I have seen manufacturing plants shut down because someone keyed a walkie-talkie near an industrial computer. I know of at least one case where a passenger plane completely lost communication with air traffic control because of a cell phone. A cell phone is a radio transmitter. Radio signals get coupled into electronics devices all the time. It’s not complete BS.

Cell phone users are also stubbornly stupid. It often seems like the best way to guarantee that someone will use a cell phone in a particular area is to hang a sign there saying that cell phone use is prohibited.

So why is it not a problem now? Well, it is, just not as much.

The problem was worse in the old days because a lot of equipment wasn’t designed with cell phones in mind and the equipment wasn’t designed to keep that type of radio noise out of it. But, since cell phone users are stubbornly stupid, everyone else just had to cope. So, all new medical equipment is now subjected to a wide battery of tests specifically to make sure that a cell phone won’t interfere with it. Similarly, modern passenger jets are so well shielded from cell phone radio waves that you’d have a hard time causing any problem with it whatsoever even if you went out of your way to intentionally cause a problem.

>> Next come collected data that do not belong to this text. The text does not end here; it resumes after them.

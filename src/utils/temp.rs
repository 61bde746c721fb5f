//! Модуль для работы с временными файлами
//!
//! Этот модуль содержит менеджер временных файлов с гарантированной
//! очисткой на любом пути выхода.

use std::fs;
use std::path::{Path, PathBuf};
use tempfile::TempDir;
use crate::error::Result;

/// Менеджер временных файлов
///
/// Все промежуточные артефакты рендеринга создаются внутри одной
/// временной директории и удаляются при завершении. Неудача удаления
/// записывается в журнал и никогда не считается фатальной.
pub struct TempFileManager {
    /// Временная директория
    temp_dir: TempDir,
    /// Список созданных файлов
    files: Vec<PathBuf>,
    /// Нужно ли удалять файлы при завершении
    cleanup: bool,
}

impl TempFileManager {
    /// Создать новый экземпляр TempFileManager
    pub fn new(cleanup: bool) -> Result<Self> {
        let temp_dir = tempfile::tempdir()?;

        Ok(Self {
            temp_dir,
            files: Vec::new(),
            cleanup,
        })
    }

    /// Зарезервировать путь для временного файла
    ///
    /// Имя файла содержит UUID и не конфликтует с другими запусками.
    pub fn create_temp_path(&mut self, prefix: &str, extension: &str) -> PathBuf {
        let file_name = format!("{}_{}.{}", prefix, uuid::Uuid::new_v4(), extension);
        let file_path = self.temp_dir.path().join(file_name);

        self.files.push(file_path.clone());
        file_path
    }

    /// Получить путь к временной директории
    pub fn temp_dir_path(&self) -> &Path {
        self.temp_dir.path()
    }

    /// Очистить временные файлы
    ///
    /// Очистка выполняется по принципу "записать и продолжить": ошибка
    /// удаления одного файла не мешает удалению остальных.
    pub fn cleanup(&mut self) {
        if !self.cleanup {
            return;
        }

        for file in self.files.drain(..) {
            if !file.exists() {
                continue;
            }
            match fs::remove_file(&file) {
                Ok(()) => log::debug!("Deleted temporary file: {}", file.display()),
                Err(e) => log::warn!("Failed to delete temporary file {}: {}", file.display(), e),
            }
        }
    }
}

impl Drop for TempFileManager {
    fn drop(&mut self) {
        // Очистка при уничтожении объекта на любом пути выхода
        self.cleanup();
    }
}

#[cfg(test)]
mod tests {
    use super::*;

    #[test]
    fn test_paths_are_unique() {
        let mut manager = TempFileManager::new(true).unwrap();
        let first = manager.create_temp_path("overlay", "png");
        let second = manager.create_temp_path("overlay", "png");
        assert_ne!(first, second);
    }

    #[test]
    fn test_cleanup_removes_created_files() {
        let mut manager = TempFileManager::new(true).unwrap();
        let path = manager.create_temp_path("artifact", "txt");
        fs::write(&path, b"data").unwrap();
        assert!(path.exists());

        manager.cleanup();
        assert!(!path.exists());
    }

    #[test]
    fn test_cleanup_tolerates_missing_files() {
        let mut manager = TempFileManager::new(true).unwrap();
        let _never_created = manager.create_temp_path("ghost", "txt");
        // Файл не был создан, очистка не должна паниковать или падать
        manager.cleanup();
    }

    #[test]
    fn test_cleanup_disabled_keeps_files() {
        let mut manager = TempFileManager::new(false).unwrap();
        let path = manager.create_temp_path("kept", "txt");
        fs::write(&path, b"data").unwrap();

        manager.cleanup();
        assert!(path.exists());
    }
}
//! Пример полного цикла генерации видео с субтитрами
//!
//! Запуск:
//! cargo run --example pipeline_demo -- background.mp4 narration.mp3 output.mp4

use std::path::PathBuf;
use caption_sync::config::{CaptionStyle, CaptionSyncConfig};
use caption_sync::notification::ProgressBarObserver;
use caption_sync::progress::{DefaultProgressReporter, ProgressReporter};
use caption_sync::CaptionSync;

#[tokio::main]
async fn main() -> anyhow::Result<()> {
    env_logger::init();

    let args: Vec<String> = std::env::args().collect();
    if args.len() < 4 {
        eprintln!("Usage: pipeline_demo <background.mp4> <narration.mp3> <output.mp4> [image.png ...]");
        std::process::exit(1);
    }

    let video_path = &args[1];
    let narration_path = &args[2];
    let output_path = &args[3];
    let images: Vec<Option<PathBuf>> = args[4..]
        .iter()
        .map(|path| Some(PathBuf::from(path)))
        .collect();

    let api_key = std::env::var("OPENAI_API_KEY")
        .map_err(|_| anyhow::anyhow!("OPENAI_API_KEY environment variable is not set"))?;
    let font_path = std::env::var("CAPTION_FONT")
        .map_err(|_| anyhow::anyhow!("CAPTION_FONT environment variable is not set"))?;

    let config = CaptionSyncConfig {
        openai_api_key: api_key,
        style: CaptionStyle {
            font_path,
            ..CaptionStyle::default()
        },
        ..CaptionSyncConfig::default()
    };

    let mut reporter = DefaultProgressReporter::new();
    reporter.add_observer(Box::new(ProgressBarObserver::default()));

    let caption_sync = CaptionSync::with_progress_reporter(config, Box::new(reporter));
    let output_file = caption_sync
        .process(video_path, narration_path, &images, output_path)
        .await?;

    println!("Готово: {}", output_file);
    Ok(())
}
//! Модуль для работы с медиафайлами
//!
//! Этот модуль содержит функции обработки видео и аудио, а также
//! кодировщик итоговой композиции.

pub mod audio;
pub mod encoder;
pub mod video;

pub use video::VideoInfo;
//! Модуль для работы с FFmpeg
//!
//! Этот модуль содержит функции запуска команд FFmpeg и FFprobe.

use std::process::Command;
use crate::error::{CaptionSyncError, Result};

/// Проверка наличия FFmpeg
pub fn check_ffmpeg_installed() -> Result<bool> {
    let output = Command::new("ffmpeg")
        .arg("-version")
        .output()?;

    Ok(output.status.success())
}

/// Запуск команды FFmpeg
///
/// Стандартный поток ошибок захватывается и включается в сообщение об
/// ошибке при неуспешном завершении.
pub fn run_ffmpeg_command(args: &[String]) -> Result<()> {
    log::debug!("Running ffmpeg {}", args.join(" "));

    let output = Command::new("ffmpeg")
        .args(args)
        .output()?;

    if !output.status.success() {
        let stderr = String::from_utf8_lossy(&output.stderr);
        let tail: String = stderr
            .lines()
            .rev()
            .take(5)
            .collect::<Vec<&str>>()
            .into_iter()
            .rev()
            .collect::<Vec<&str>>()
            .join("\n");
        return Err(CaptionSyncError::Rendering(format!(
            "FFmpeg command failed with status {}: {}",
            output.status, tail
        )));
    }

    Ok(())
}

/// Запуск команды FFprobe
pub fn run_ffprobe_command(args: &[&str]) -> Result<String> {
    log::debug!("Running ffprobe {}", args.join(" "));

    let output = Command::new("ffprobe")
        .args(args)
        .output()?;

    if !output.status.success() {
        return Err(CaptionSyncError::Other(format!(
            "FFprobe command failed with status: {}",
            output.status
        )));
    }

    Ok(String::from_utf8_lossy(&output.stdout).to_string())
}
//! Модуль кодирования итоговой композиции
//!
//! Этот модуль превращает плоское описание таймлайна в команду FFmpeg:
//! отрисованные блоки текста сохраняются во временные PNG, элементы
//! наложения собираются в цепочку фильтров overlay, итог кодируется в
//! один видеофайл.

use std::path::PathBuf;
use crate::config::EncodingSettings;
use crate::error::{CaptionSyncError, Result};
use crate::media::video::vertical_crop_filter;
use crate::timeline::{FlattenedTimeline, OverlayContent, OverlayElement, OverlayPosition};
use crate::utils::ffmpeg::run_ffmpeg_command;
use crate::utils::temp::TempFileManager;

/// Подготовленный к наложению элемент
struct OverlayInput {
    /// Путь к файлу изображения
    path: PathBuf,
    /// Время начала показа в секундах
    start: f64,
    /// Время окончания показа в секундах
    end: f64,
    /// Выражение вертикальной позиции для фильтра overlay
    y_expr: String,
    /// Высота для масштабирования; None сохраняет исходный размер
    scale_height: Option<u32>,
}

/// Закодировать таймлайн в итоговый видеофайл
///
/// Возвращает путь к созданному файлу.
pub fn render_timeline(
    timeline: FlattenedTimeline,
    encoding: &EncodingSettings,
    crop_vertical: bool,
    temp: &mut TempFileManager,
    output_path: &str,
) -> Result<String> {
    let base = &timeline.base;
    let overlays = materialize_overlays(&timeline.elements, base.height, temp)?;

    log::info!(
        "Encoding timeline with {} overlays into {}",
        overlays.len(),
        output_path
    );

    // Вход 0 - видео, вход 1 - озвучка (если есть), далее наложения
    let overlay_input_offset = if base.narration_path.is_some() { 2 } else { 1 };
    let filter_graph =
        build_filter_graph(&overlays, overlay_input_offset, encoding.fps, crop_vertical);

    let mut args: Vec<String> = vec!["-y".to_string()];
    args.push("-i".to_string());
    args.push(base.video_path.display().to_string());

    if let Some(narration) = &base.narration_path {
        args.push("-i".to_string());
        args.push(narration.display().to_string());
    }

    for overlay in &overlays {
        args.push("-i".to_string());
        args.push(overlay.path.display().to_string());
    }

    args.push("-filter_complex".to_string());
    args.push(filter_graph);
    args.push("-map".to_string());
    args.push("[vout]".to_string());
    args.push("-map".to_string());
    if base.narration_path.is_some() {
        args.push("1:a".to_string());
    } else {
        args.push("0:a?".to_string());
    }

    args.push("-c:v".to_string());
    args.push(encoding.video_codec.clone());
    args.push("-preset".to_string());
    args.push(encoding.preset.clone());
    args.push("-crf".to_string());
    args.push(encoding.crf.to_string());
    args.push("-c:a".to_string());
    args.push(encoding.audio_codec.clone());
    args.push("-b:a".to_string());
    args.push(encoding.audio_bitrate.clone());
    args.push("-shortest".to_string());
    args.push(output_path.to_string());

    run_ffmpeg_command(&args)?;

    log::info!("Encoding completed: {}", output_path);
    Ok(output_path.to_string())
}

/// Сохранить блоки текста во временные PNG и собрать список наложений
///
/// Иллюстративные изображения масштабируются до трети высоты кадра;
/// блоки текста накладываются в исходном размере.
fn materialize_overlays(
    elements: &[OverlayElement],
    base_height: u32,
    temp: &mut TempFileManager,
) -> Result<Vec<OverlayInput>> {
    // Чётная высота обязательна для yuv420p
    let picture_height = (base_height / 3) & !1;
    let mut overlays = Vec::with_capacity(elements.len());

    for element in elements {
        let (path, scale_height) = match &element.content {
            OverlayContent::TextBlock(canvas) => {
                let path = temp.create_temp_path("caption", "png");
                canvas.save(&path).map_err(|e| {
                    CaptionSyncError::Rendering(format!(
                        "Failed to save caption overlay {}: {}",
                        path.display(),
                        e
                    ))
                })?;
                (path, None)
            }
            OverlayContent::Picture(picture_path) => {
                if !picture_path.exists() {
                    return Err(CaptionSyncError::FileNotFound(
                        picture_path.display().to_string(),
                    ));
                }
                (picture_path.clone(), Some(picture_height))
            }
        };

        overlays.push(OverlayInput {
            path,
            start: element.start,
            end: element.end(),
            y_expr: position_expression(&element.position),
            scale_height,
        });
    }

    Ok(overlays)
}

/// Выражение вертикальной позиции для фильтра overlay
fn position_expression(position: &OverlayPosition) -> String {
    match position {
        OverlayPosition::CenterRelative { y } => format!("H*{:.4}", y),
        OverlayPosition::CenterAbsolute { y } => y.to_string(),
    }
}

/// Собрать граф фильтров цепочки наложений
///
/// Каждый элемент накладывается поверх предыдущего результата и виден
/// только внутри интервала `between(t, start, end)`.
fn build_filter_graph(
    overlays: &[OverlayInput],
    input_offset: usize,
    fps: u32,
    crop_vertical: bool,
) -> String {
    let mut parts: Vec<String> = Vec::new();
    let mut current = "[bg0]".to_string();

    if crop_vertical {
        parts.push(format!("[0:v]{},fps={}[bg0]", vertical_crop_filter(), fps));
    } else {
        parts.push(format!("[0:v]fps={}[bg0]", fps));
    }

    for (i, overlay) in overlays.iter().enumerate() {
        let input_label = match overlay.scale_height {
            Some(height) => {
                let scaled = format!("[img{}]", i);
                parts.push(format!(
                    "[{}:v]scale=-2:{}{}",
                    input_offset + i,
                    height,
                    scaled
                ));
                scaled
            }
            None => format!("[{}:v]", input_offset + i),
        };

        let out_label = format!("[v{}]", i);
        parts.push(format!(
            "{}{}overlay=x=(W-w)/2:y={}:enable='between(t,{:.3},{:.3})'{}",
            current, input_label, overlay.y_expr, overlay.start, overlay.end, out_label
        ));
        current = out_label;
    }

    parts.push(format!("{}format=yuv420p[vout]", current));
    parts.join(";")
}

#[cfg(test)]
mod tests {
    use super::*;

    fn overlay(start: f64, end: f64, y_expr: &str, scale_height: Option<u32>) -> OverlayInput {
        OverlayInput {
            path: PathBuf::from("stub.png"),
            start,
            end,
            y_expr: y_expr.to_string(),
            scale_height,
        }
    }

    #[test]
    fn test_position_expressions() {
        assert_eq!(
            position_expression(&OverlayPosition::CenterRelative { y: 0.4 }),
            "H*0.4000"
        );
        assert_eq!(
            position_expression(&OverlayPosition::CenterAbsolute { y: 70 }),
            "70"
        );
    }

    #[test]
    fn test_filter_graph_without_overlays() {
        let graph = build_filter_graph(&[], 1, 30, false);
        assert_eq!(graph, "[0:v]fps=30[bg0];[bg0]format=yuv420p[vout]");
    }

    #[test]
    fn test_filter_graph_with_vertical_crop() {
        let graph = build_filter_graph(&[], 1, 30, true);
        assert_eq!(
            graph,
            "[0:v]crop=ih*9/16:ih:(iw-ih*9/16)/2:0,fps=30[bg0];[bg0]format=yuv420p[vout]"
        );
    }

    #[test]
    fn test_filter_graph_chains_overlays_in_order() {
        let overlays = vec![
            overlay(0.0, 1.5, "H*0.4000", None),
            overlay(1.5, 3.0, "70", Some(320)),
        ];
        let graph = build_filter_graph(&overlays, 2, 30, false);

        assert_eq!(
            graph,
            "[0:v]fps=30[bg0];\
             [bg0][2:v]overlay=x=(W-w)/2:y=H*0.4000:enable='between(t,0.000,1.500)'[v0];\
             [3:v]scale=-2:320[img1];\
             [v0][img1]overlay=x=(W-w)/2:y=70:enable='between(t,1.500,3.000)'[v1];\
             [v1]format=yuv420p[vout]"
        );
    }

    #[test]
    fn test_text_blocks_are_saved_as_png() {
        let mut temp = TempFileManager::new(true).unwrap();
        let canvas = image::RgbaImage::new(16, 16);
        let elements = vec![OverlayElement::new(
            0.0,
            1.0,
            OverlayPosition::CenterRelative { y: 0.4 },
            OverlayContent::TextBlock(canvas),
        )
        .unwrap()];

        let overlays = materialize_overlays(&elements, 960, &mut temp).unwrap();
        assert_eq!(overlays.len(), 1);
        assert!(overlays[0].path.exists());
        assert_eq!(overlays[0].scale_height, None);
    }

    #[test]
    fn test_missing_picture_is_not_found() {
        let mut temp = TempFileManager::new(true).unwrap();
        let elements = vec![OverlayElement::new(
            0.0,
            1.0,
            OverlayPosition::CenterAbsolute { y: 70 },
            OverlayContent::Picture(PathBuf::from("/nonexistent/picture.png")),
        )
        .unwrap()];

        let result = materialize_overlays(&elements, 960, &mut temp);
        assert!(matches!(result, Err(CaptionSyncError::FileNotFound(_))));
    }

    #[test]
    fn test_picture_height_is_even_third_of_frame() {
        let mut temp = TempFileManager::new(true).unwrap();
        let dir = tempfile::tempdir().unwrap();
        let picture_path = dir.path().join("picture.png");
        image::RgbaImage::new(8, 8).save(&picture_path).unwrap();

        let elements = vec![OverlayElement::new(
            0.0,
            1.0,
            OverlayPosition::CenterAbsolute { y: 70 },
            OverlayContent::Picture(picture_path),
        )
        .unwrap()];

        let overlays = materialize_overlays(&elements, 960, &mut temp).unwrap();
        assert_eq!(overlays[0].scale_height, Some(320));
    }
}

Hospitals don’t replace all of their equipment every year, and airlines don’t replace all of their planes, so it has taken a while for all of the old equipment to go away and be replaced by newer, less sensitive equipment. But that’s where we are now.

Also, cell phones have changed. They used to be simple analog radios that would blast out radio waves concentrated on specific frequencies. Modern cell phones are digital, and they tend to splatter their radio waves over a wider range of frequencies, which reduces the chance of any equipment being sensitive to a particular frequency from getting blasted to the point of failure.

So, these days, it’s not much of a problem.

It is important to note that “not much of a problem” and “100 percent safe” do not mean the same thing.

Part of the problem here is that cell phones, even in the old days, did not always cause problems. So, someone uses their cell phone in a hospital and nothing bad happens, or they use their cell phone on a plane and nothing bad happens. Then the user thinks that the whole thing is bunk. The problem is that by the same logic, if you have a room with a thousand pistols in it, and only one pistol has one bullet in it, most people can walk, grab a pistol, spin the cylinder, and have a little fun moment of Russian Roulette. Therefore it is perfectly safe, right? Obviously not. But that is exactly the logic that cell phone users have been using to proclaim that cell phone use on planes and in hospitals is perfectly safe.

Admittedly, even back in the old days, the chances of anyone being harmed by a cell phone were very, very, very small. But the point is, those chances weren’t zero. And even now, the probability is even smaller. But it’s still not zero.

Not impossible. I have flown on private aircraft at lower altitudes and used my cellular data to send texts and emails with no problems.

Yes, it is the static, not the cell phone.

Mythbustersdid a show about this.

Yeah, maybe in a paper airplane, but you are never going to receive a signal at 30,000 feet. The cellular antennas are designed to focus the signal as horizontally as possible, since signal transmitted upward is just wasted. In my experience, my signal drops to zero above 2,500 feet or so.